Tattoos are taboo for many Jews, but the atrocities of October 7 have changed many minds about how pain leaves a mark.
“I’m a good Jewish kid from New Jersey,” says Todd Elkin, a former Wall Streeter who now works for his family’s commercial cleaning business.
“I never imagined doing this, but October 7th changed everything. I now have two tattoos.”
The good news is that the Jewish mother is still talking to him.
“I was close to my mother, like other Jewish children,” said the 54-year-old from Marlboro, NJ.
“I have to agree with my mother. He is 80 and I am still in awe of him.
The non-religious father, the marriage of the two was “broken” after the killing of 1,200 Israelis by Hamas terrorists, and responded by donating to Friends of the IDF and to send armor to the soldiers.
“But I think there should be more,” he said.
With his daughter away in college in the Midwest, and the anti-Israel campaign relentlessly raging on campuses across the country, Elkin is fed up with the “from the river to the sea” crowd.
He made a plan to take a “stance”.
“I’m not 20. That doesn’t mean impulsive,” he said, before getting a tattoo on his bicep in Hebrew that reads “Am Yisrael Chai,” which means “The People of Israel live.”
“This is my way of fighting back, showing my support for Israel,” Elkin said, adding, “This is just for me.”
He carefully chooses his tattoo artist.
“I wanted an Israeli and Jewish tattoo artist,” Elkin said of his decision to tap former Williamsburg resident May Hillel Levit.
She moved to the Miami area this summer after increasing antisemitism in the wake of the Hamas massacre left her “scared” to send her young son to daycare, she said.
A steady stream of new customers, including seniors, has been to Levit since the attack on his homeland.
“I get a lot of old people, people who don’t think about getting a tattoo in their life,” Levit said, noting that the first client who wanted to remember October 7 walked in three days after the terror attack and asked. the star of David.
A new client has recognized him, “I want something to show the world that I am a proud Zionist and a proud Jew,” Lewit, 30, recounted.
Common motifs include the Jewish star, the Hebrew symbol “chai,” meaning life, and the message, “We will dance again,” a tattoo ex-hostage Mia Schem inked on her arm shortly after her release from 55 days in Hamas captivity.
Others wanted to honor Hamas victims like Shani Louk, the 22-year-old German-Israeli tattoo artist whose lifeless body was paraded on a truck in Gaza after he was abducted in Nova.
“I am not a general, I am not a fighter. This is my way of remembering him forever,” said Shiri Rosenblat-Itzhak, a high school teacher in Hoboken who worked with Levit earlier this year on a “constellation” pattern tattoo on his right arm. It’s one of Louk’s own designs. .
“He is a symbol of something magical,” Rosenblat-Itzhak said.

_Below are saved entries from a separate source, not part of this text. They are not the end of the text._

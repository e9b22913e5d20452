//! Web 服务器主程序入口

#[cfg(feature = "web")]
use std::sync::Arc;

#[cfg(feature = "web")]
use clap::Parser;
#[cfg(feature = "web")]
use tracing::{info, warn};
#[cfg(feature = "web")]
use tracing_subscriber::EnvFilter;

#[cfg(feature = "web")]
use wordtap::{
    env::{self, core as core_env, EnvVar},
    network::{FetchConfig, HttpFetcher},
    translation::{TranslationConfig, TranslationService},
    utils::is_valid_lang_code,
    web::{AppState, WebConfig, WebServer},
    PageOptions,
};

/// wordtap - 单词点击翻译阅读代理
#[cfg(feature = "web")]
#[derive(Parser, Debug)]
#[command(name = "wordtap-web", version, about)]
struct Args {
    /// 绑定地址 [默认: WORDTAP_BIND_ADDRESS 或 0.0.0.0]
    #[arg(short, long)]
    bind: Option<String>,

    /// 端口 [默认: PORT 或 3000]
    #[arg(short, long)]
    port: Option<u16>,

    /// 默认目标语言 [默认: WORDTAP_TARGET_LANG 或 ja]
    #[arg(short, long)]
    lang: Option<String>,

    /// 未配置翻译凭据时拒绝启动
    #[arg(long)]
    require_credentials: bool,

    /// 打印所有环境变量说明后退出
    #[arg(long)]
    env_docs: bool,
}

#[cfg(feature = "web")]
fn init_tracing() {
    let filter = EnvFilter::try_from_default_env().unwrap_or_else(|_| {
        let level = core_env::LogLevel::get().unwrap_or_else(|_| "info".to_string());
        EnvFilter::new(format!("wordtap={level},tower_http={level}"))
    });
    tracing_subscriber::fmt().with_env_filter(filter).init();
}

#[cfg(feature = "web")]
#[tokio::main]
async fn main() -> Result<(), Box<dyn std::error::Error>> {
    let loaded = env::load_dotenv();
    let args = Args::parse();

    if args.env_docs {
        println!("{}", env::generate_env_docs());
        return Ok(());
    }

    init_tracing();
    if let Some(file) = loaded {
        info!("已加载环境文件: {}", file);
    }

    let mut web_config = WebConfig::from_env()?;
    if let Some(bind) = args.bind {
        web_config.bind_addr = bind;
    }
    if let Some(port) = args.port {
        web_config.port = port;
    }
    web_config.validate()?;

    let mut translation_config = TranslationConfig::from_env()?;
    let mut page_options = PageOptions::from_env()?;
    if let Some(lang) = args.lang {
        if !is_valid_lang_code(&lang) {
            return Err(format!("无效的语言代码: {}", lang).into());
        }
        translation_config.default_target_lang = lang.clone();
        page_options.default_lang = lang;
    }
    translation_config.validate()?;
    page_options.validate()?;

    if args.require_credentials {
        translation_config.require_credentials()?;
    } else if !translation_config.is_configured() {
        warn!("GOOGLE_TRANSLATE_API_KEY / GOOGLE_CREDENTIALS 未设置，查词将返回占位值");
    }

    let fetch_config = FetchConfig::from_env()?;
    fetch_config.validate()?;
    let fetcher = HttpFetcher::new(fetch_config)?;
    let translator = TranslationService::from_config(translation_config);

    let state = AppState::new(
        Arc::new(fetcher),
        translator,
        page_options,
        web_config.mode.clone(),
    );

    let server = WebServer::new(web_config, state);
    server.start().await?;

    Ok(())
}

#[cfg(not(feature = "web"))]
fn main() {
    eprintln!("Error: Web feature not enabled. Please compile with --features web");
    std::process::exit(1);
}
//! HTML 模板生成

use crate::parsers::html::inject::{render_interface_markup, InterfaceOptions, READER_CSS, READER_JS};
use crate::utils::escape_html;

const INDEX_TEMPLATE: &str = include_str!("../../templates/index.html");
const ERROR_TEMPLATE: &str = include_str!("../../templates/error.html");

/// 生成首页：只有底部表单的空白阅读页面
pub fn index_page(lang: &str, font_size_px: u32) -> String {
    let interface = render_interface_markup(&InterfaceOptions {
        page_url: "",
        lang,
        font_size_px,
    });

    INDEX_TEMPLATE
        .replace("{{STYLE}}", READER_CSS)
        .replace("{{SCRIPT}}", READER_JS)
        .replace("{{INTERFACE}}", &interface)
}

/// 生成通用错误页面
pub fn error_page(title: &str, message: &str) -> String {
    ERROR_TEMPLATE
        .replace("{{TITLE}}", &escape_html(title))
        .replace("{{MESSAGE}}", &escape_html(message))
}

#[cfg(test)]
mod tests {
    use super::*;

    #[test]
    fn index_contains_form() {
        let html = index_page("ja", 30);
        assert!(html.contains("<form id=\"wordtap-form\" method=\"get\" action=\"/proxy\">"));
        assert!(html.contains("value=\"30\""));
        assert!(!html.contains("{{"));
    }

    #[test]
    fn error_page_escapes_message() {
        let html = error_page("エラーが発生しました", "<b>timeout</b>");
        assert!(html.contains("&lt;b&gt;timeout&lt;/b&gt;"));
    }
}
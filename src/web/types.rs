//! Web 模块的数据类型定义

use std::sync::Arc;

use axum::http::StatusCode;
use axum::Json;
use serde::{Deserialize, Serialize};

use crate::core::{DocumentProcessor, PageOptions};
use crate::network::DocumentFetcher;
use crate::translation::TranslationService;

/// 应用状态
///
/// 启动后只读，在请求之间共享。
#[derive(Clone)]
pub struct AppState {
    pub fetcher: Arc<dyn DocumentFetcher>,
    pub translator: TranslationService,
    pub processor: DocumentProcessor,
    pub mode: String,
}

impl AppState {
    pub fn new(
        fetcher: Arc<dyn DocumentFetcher>,
        translator: TranslationService,
        page_options: PageOptions,
        mode: impl Into<String>,
    ) -> Self {
        Self {
            fetcher,
            translator,
            processor: DocumentProcessor::new(page_options),
            mode: mode.into(),
        }
    }

    pub fn page_options(&self) -> &PageOptions {
        self.processor.options()
    }
}

/// 代理页面查询参数
#[derive(Debug, Default, Deserialize)]
pub struct ProxyQuery {
    pub url: Option<String>,
    pub lang: Option<String>,
}

/// 查词查询参数
#[derive(Debug, Default, Deserialize)]
pub struct TranslateQuery {
    #[serde(alias = "word")]
    pub text: Option<String>,
    pub lang: Option<String>,
}

/// 查词请求体
#[derive(Debug, Deserialize)]
pub struct TranslateRequest {
    #[serde(alias = "word")]
    pub text: String,
    pub lang: Option<String>,
}

/// 健康检查响应
#[derive(Debug, Serialize)]
pub struct HealthResponse {
    pub status: &'static str,
    pub translation_enabled: bool,
    pub mode: String,
}

/// API 错误响应
pub type ApiError = (StatusCode, Json<serde_json::Value>);

pub fn api_error(status: StatusCode, message: impl Into<String>) -> ApiError {
    (
        status,
        Json(serde_json::json!({ "error": message.into() })),
    )
}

“It is my duty to honor his memory and have it engraved forever. The fact that it is permanent is the most important factor for me. It will be with me all my life.”
Marking the dual solemnity and celebration of life can only be shared with a tattoo artist who understands, said the married mother of three.
“We were crying,” Rozenblat-Itzhak said of Levit.
That’s what draws many clients to Yoni Zilber, a tattoo artist who hails from Israel, NJ. His clients now include more than 100 Nova survivors and IDF soldiers dealing with PTSD, who found a way to Zilber through an organization called “Healing Ink,” which helps terror survivors.
“A lot of people feel like they want to remember the loss of their friends,” said Zilber, 49, who worked in Chinatown and New Jersey and initially donated all his earnings after the massacre to Israel.
The issue of whether tattoos are kosher stretches as far back as the Torah itself. The Jewish reluctance to tattoo dates back to Leviticus, which states, “You shall not tattoo yourselves,” a prohibition that has led some to believe that Jews who wear ink cannot be buried in a Jewish cemetery.
The barrier is actually a myth, said Zilber.
“These are the stories your grandfather invented,” he said, referring to the misconceptions about Jewish funerals, adding a New York Jewish couple, “Lew the Jew” Alberts and Joe Lieber, who pioneered the tattoo industry last century.
“The people who make tattoo art in New York are Jews.”
Amy Platt’s mother always warned that the ink would prevent her from being “buried in a Jewish cemetery.”
But the act is acceptable now because her rabbi accompanied the Long Island mother of two to a tattoo parlor, using a design drawn by the rabbi himself.